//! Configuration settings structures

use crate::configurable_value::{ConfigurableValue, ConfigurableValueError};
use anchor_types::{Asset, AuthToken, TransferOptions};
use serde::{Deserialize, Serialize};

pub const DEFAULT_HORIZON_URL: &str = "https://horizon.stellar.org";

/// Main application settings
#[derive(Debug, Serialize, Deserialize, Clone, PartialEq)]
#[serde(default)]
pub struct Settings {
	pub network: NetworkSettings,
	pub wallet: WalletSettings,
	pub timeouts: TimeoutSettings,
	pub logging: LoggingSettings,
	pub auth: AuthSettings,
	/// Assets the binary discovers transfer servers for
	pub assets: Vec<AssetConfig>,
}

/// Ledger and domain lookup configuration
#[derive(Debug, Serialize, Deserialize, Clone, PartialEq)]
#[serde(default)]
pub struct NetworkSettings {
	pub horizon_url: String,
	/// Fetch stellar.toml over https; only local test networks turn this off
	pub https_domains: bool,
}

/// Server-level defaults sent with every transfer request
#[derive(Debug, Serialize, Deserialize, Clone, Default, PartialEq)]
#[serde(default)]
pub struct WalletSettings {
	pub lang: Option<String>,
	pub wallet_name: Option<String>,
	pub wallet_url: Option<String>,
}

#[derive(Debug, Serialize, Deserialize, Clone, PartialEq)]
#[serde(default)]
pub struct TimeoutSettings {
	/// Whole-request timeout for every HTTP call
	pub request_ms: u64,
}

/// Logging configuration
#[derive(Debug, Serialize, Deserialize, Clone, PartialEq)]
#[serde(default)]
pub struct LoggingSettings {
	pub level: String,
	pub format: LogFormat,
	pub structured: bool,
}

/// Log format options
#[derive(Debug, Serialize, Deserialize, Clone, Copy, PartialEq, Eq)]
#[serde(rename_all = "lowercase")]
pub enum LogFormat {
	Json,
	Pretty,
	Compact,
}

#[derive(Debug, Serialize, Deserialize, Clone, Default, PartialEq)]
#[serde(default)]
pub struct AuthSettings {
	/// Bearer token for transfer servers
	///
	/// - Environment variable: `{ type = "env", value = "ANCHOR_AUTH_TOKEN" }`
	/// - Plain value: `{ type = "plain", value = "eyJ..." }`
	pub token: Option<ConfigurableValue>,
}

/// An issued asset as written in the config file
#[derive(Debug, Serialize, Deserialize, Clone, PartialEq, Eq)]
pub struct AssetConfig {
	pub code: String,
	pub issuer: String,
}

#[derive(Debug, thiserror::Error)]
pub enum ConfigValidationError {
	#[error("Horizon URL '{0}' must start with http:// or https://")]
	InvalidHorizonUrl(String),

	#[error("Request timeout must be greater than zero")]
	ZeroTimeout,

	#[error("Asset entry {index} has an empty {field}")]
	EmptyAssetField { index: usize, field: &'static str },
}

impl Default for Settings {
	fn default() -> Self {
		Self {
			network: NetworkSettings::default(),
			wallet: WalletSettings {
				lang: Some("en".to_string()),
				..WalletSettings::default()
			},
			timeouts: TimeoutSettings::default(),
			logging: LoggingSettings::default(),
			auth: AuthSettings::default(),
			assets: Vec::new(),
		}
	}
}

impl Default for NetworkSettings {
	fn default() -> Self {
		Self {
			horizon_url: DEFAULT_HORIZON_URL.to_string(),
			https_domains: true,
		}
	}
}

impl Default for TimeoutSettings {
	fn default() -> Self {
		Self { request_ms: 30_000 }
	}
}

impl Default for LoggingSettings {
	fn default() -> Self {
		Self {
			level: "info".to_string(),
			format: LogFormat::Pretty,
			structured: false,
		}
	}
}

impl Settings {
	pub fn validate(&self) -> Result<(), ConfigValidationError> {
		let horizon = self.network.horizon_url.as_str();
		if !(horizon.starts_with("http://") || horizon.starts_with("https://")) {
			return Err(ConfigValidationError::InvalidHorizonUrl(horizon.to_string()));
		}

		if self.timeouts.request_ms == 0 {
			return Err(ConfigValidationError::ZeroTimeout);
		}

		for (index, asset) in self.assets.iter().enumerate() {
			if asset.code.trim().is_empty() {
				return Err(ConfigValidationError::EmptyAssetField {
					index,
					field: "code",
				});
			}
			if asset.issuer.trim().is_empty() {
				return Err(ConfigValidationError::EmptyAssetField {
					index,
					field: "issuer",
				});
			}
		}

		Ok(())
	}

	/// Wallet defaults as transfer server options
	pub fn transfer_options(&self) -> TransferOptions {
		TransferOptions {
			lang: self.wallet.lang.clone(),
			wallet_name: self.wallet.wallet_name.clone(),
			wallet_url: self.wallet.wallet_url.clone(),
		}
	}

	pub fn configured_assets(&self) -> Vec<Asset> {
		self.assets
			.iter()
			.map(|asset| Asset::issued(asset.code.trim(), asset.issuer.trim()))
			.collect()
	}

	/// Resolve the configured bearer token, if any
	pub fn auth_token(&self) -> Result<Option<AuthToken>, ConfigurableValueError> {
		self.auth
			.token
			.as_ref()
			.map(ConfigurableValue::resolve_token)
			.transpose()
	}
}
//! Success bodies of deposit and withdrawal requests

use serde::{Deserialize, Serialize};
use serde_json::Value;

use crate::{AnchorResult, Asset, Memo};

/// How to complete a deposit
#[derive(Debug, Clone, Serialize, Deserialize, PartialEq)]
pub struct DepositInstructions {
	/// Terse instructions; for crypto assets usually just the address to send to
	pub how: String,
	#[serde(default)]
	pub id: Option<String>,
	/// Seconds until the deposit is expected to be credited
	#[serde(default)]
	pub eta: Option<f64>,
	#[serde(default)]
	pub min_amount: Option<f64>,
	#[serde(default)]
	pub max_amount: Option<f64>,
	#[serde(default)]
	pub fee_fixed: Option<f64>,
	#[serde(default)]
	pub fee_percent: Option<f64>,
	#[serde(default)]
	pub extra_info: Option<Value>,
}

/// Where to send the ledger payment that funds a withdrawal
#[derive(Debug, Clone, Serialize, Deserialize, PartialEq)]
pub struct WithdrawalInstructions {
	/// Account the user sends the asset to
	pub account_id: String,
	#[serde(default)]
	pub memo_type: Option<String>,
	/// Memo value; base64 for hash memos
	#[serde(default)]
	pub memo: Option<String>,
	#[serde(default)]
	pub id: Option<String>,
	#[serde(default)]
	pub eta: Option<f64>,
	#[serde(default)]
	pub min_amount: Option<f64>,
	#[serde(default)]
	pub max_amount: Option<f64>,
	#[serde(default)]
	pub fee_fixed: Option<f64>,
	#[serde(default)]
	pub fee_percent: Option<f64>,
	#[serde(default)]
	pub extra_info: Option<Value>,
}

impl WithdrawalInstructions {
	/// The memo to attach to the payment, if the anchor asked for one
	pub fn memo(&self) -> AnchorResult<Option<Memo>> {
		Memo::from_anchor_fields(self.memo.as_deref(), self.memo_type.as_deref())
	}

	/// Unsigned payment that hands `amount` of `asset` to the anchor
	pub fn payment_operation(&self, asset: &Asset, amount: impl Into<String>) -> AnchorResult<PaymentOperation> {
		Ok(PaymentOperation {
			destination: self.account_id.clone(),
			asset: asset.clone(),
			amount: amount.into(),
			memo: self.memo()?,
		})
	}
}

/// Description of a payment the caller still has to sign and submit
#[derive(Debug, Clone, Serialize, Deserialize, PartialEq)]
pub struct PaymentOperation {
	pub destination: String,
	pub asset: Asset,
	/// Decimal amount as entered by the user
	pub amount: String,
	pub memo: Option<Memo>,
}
- - - - -
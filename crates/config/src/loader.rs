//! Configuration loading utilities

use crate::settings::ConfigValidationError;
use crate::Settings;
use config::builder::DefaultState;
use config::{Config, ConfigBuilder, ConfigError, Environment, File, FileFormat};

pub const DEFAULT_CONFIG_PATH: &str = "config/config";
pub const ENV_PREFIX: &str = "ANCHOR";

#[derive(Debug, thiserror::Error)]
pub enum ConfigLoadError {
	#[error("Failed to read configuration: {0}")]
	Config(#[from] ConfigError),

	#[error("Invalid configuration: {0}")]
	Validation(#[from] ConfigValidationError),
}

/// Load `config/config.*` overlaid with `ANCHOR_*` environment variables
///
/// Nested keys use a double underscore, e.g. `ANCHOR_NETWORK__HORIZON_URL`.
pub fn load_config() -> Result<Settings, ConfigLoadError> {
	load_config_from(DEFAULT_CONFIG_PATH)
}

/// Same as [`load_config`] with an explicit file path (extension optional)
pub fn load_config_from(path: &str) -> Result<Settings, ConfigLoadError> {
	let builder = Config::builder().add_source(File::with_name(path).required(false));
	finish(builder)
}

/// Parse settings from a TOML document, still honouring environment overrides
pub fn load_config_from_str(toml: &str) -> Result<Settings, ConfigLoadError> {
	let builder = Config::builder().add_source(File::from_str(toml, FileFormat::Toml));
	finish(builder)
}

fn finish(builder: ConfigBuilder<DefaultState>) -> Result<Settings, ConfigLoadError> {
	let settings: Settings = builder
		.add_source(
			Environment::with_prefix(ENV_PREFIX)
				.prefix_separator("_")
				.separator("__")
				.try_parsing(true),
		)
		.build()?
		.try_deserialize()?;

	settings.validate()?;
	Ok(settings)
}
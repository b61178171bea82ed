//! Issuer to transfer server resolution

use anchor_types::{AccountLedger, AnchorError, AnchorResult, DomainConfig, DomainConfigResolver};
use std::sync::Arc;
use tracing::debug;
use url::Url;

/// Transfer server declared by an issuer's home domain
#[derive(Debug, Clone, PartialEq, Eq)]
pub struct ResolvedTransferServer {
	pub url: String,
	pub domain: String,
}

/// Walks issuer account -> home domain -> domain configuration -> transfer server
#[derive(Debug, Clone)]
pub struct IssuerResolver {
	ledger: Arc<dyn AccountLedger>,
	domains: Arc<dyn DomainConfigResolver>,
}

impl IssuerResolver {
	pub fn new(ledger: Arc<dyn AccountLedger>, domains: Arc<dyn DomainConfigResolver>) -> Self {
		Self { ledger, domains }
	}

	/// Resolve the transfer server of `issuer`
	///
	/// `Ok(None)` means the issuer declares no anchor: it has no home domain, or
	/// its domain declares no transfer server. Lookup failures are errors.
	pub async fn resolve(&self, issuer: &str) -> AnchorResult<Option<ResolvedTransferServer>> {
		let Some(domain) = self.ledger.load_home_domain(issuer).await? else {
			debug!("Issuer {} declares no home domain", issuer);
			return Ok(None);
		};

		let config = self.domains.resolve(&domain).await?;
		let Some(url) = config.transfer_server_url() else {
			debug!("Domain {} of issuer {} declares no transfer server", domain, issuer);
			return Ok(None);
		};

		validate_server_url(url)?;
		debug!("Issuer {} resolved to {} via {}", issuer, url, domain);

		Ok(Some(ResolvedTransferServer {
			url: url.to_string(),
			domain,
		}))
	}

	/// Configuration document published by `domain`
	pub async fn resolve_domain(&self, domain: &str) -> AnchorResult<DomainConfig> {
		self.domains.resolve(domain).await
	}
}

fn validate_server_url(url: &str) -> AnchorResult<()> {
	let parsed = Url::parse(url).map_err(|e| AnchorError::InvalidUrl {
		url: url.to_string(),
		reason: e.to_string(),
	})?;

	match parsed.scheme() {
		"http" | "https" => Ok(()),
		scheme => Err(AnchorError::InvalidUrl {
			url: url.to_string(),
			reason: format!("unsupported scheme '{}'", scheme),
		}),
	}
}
- - - - -
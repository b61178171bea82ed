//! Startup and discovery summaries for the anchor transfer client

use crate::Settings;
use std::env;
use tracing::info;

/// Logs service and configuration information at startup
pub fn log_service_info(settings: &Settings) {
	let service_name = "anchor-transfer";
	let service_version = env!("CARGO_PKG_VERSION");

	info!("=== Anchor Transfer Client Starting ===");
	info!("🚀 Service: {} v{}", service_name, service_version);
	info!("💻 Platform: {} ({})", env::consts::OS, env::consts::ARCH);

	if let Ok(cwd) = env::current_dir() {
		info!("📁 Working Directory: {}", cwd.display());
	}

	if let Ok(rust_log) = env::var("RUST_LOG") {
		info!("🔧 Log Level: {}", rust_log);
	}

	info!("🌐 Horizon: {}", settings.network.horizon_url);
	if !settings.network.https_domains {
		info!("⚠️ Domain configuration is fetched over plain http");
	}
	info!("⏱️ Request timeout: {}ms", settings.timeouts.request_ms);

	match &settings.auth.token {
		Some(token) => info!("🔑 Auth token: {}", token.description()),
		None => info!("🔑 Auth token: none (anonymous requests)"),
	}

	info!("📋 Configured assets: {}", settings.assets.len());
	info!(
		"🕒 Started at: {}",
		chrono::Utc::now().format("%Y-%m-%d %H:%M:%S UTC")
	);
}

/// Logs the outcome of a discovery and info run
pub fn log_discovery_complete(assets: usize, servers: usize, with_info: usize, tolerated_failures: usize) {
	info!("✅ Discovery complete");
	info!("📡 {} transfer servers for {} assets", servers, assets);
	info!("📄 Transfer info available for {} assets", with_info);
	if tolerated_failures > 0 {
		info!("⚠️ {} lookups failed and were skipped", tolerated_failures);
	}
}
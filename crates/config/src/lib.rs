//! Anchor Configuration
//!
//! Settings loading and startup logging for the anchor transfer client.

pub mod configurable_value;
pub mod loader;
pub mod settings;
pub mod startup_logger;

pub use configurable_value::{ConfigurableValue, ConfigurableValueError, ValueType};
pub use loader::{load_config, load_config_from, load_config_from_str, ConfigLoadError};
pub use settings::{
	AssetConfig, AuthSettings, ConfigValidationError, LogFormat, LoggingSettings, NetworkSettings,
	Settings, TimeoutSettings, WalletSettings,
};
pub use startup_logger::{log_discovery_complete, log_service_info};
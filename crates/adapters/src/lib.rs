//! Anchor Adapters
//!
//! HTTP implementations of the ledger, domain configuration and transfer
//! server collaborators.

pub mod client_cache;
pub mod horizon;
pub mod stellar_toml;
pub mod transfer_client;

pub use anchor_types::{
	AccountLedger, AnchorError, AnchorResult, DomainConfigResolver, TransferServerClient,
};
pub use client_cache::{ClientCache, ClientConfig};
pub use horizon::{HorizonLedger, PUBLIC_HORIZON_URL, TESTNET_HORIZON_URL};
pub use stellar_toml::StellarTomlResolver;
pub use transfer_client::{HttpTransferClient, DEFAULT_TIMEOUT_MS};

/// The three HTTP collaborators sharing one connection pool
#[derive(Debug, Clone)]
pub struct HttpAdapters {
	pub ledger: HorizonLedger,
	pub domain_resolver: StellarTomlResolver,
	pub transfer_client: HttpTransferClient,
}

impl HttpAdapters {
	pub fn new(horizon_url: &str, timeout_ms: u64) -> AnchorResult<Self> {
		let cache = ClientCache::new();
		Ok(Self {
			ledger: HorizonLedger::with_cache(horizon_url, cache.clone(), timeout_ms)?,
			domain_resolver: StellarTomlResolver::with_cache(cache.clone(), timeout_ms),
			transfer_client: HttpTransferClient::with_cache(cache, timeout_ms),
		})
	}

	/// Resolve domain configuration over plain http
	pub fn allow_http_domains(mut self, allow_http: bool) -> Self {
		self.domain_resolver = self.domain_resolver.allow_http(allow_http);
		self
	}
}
- - - - -
*What the task asks*:
Once you reach the line with "Configuration settings structures" in the data above, copy it and every line after it exactly, up to and including the line with "pub const DEFAULT_HORIZON_URL: &str".

*Answer area*:
//! Configuration settings structures

use crate::configurable_value::{ConfigurableValue, ConfigurableValueError};
use anchor_types::{Asset, AuthToken, TransferOptions};
use serde::{Deserialize, Serialize};

pub const DEFAULT_HORIZON_URL: &str = "https://horizon.stellar.org";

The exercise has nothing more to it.